Problem requirements:
Copy all lines containing the string "trace" from the records below.

Records from a dataset:
^^^^

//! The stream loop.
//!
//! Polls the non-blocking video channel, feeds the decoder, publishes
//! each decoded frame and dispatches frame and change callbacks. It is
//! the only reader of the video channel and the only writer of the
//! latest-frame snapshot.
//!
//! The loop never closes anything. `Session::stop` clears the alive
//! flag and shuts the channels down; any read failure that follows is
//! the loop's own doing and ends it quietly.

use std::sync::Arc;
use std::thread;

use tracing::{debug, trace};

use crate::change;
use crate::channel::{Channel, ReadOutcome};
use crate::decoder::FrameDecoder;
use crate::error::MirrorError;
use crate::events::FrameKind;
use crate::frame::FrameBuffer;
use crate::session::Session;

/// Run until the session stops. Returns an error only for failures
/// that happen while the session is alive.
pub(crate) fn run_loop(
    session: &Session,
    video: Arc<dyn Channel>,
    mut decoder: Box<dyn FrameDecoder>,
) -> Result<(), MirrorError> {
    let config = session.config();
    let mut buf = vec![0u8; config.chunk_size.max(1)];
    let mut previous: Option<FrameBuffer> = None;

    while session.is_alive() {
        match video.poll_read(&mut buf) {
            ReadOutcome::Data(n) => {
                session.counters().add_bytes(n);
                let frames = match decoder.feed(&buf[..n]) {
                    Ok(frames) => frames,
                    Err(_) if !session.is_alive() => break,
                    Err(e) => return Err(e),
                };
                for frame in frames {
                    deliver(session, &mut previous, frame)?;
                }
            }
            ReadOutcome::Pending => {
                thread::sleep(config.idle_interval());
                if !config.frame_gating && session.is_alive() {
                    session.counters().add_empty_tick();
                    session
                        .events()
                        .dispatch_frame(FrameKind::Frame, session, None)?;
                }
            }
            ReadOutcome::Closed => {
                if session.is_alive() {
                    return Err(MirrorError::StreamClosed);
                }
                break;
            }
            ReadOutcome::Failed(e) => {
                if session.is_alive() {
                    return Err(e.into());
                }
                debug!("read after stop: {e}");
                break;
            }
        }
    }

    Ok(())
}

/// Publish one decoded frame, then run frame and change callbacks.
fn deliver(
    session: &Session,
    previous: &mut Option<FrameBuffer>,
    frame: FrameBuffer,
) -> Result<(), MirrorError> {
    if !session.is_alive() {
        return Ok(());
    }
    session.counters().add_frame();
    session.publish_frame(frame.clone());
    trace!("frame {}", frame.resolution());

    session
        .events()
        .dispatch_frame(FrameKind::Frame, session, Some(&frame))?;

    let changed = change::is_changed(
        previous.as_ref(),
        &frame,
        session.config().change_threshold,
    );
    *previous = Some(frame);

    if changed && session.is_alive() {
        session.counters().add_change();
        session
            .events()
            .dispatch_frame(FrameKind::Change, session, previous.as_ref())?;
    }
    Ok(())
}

^^^^

Response to this task:
use tracing::{debug, trace};
    trace!("frame {}", frame.resolution());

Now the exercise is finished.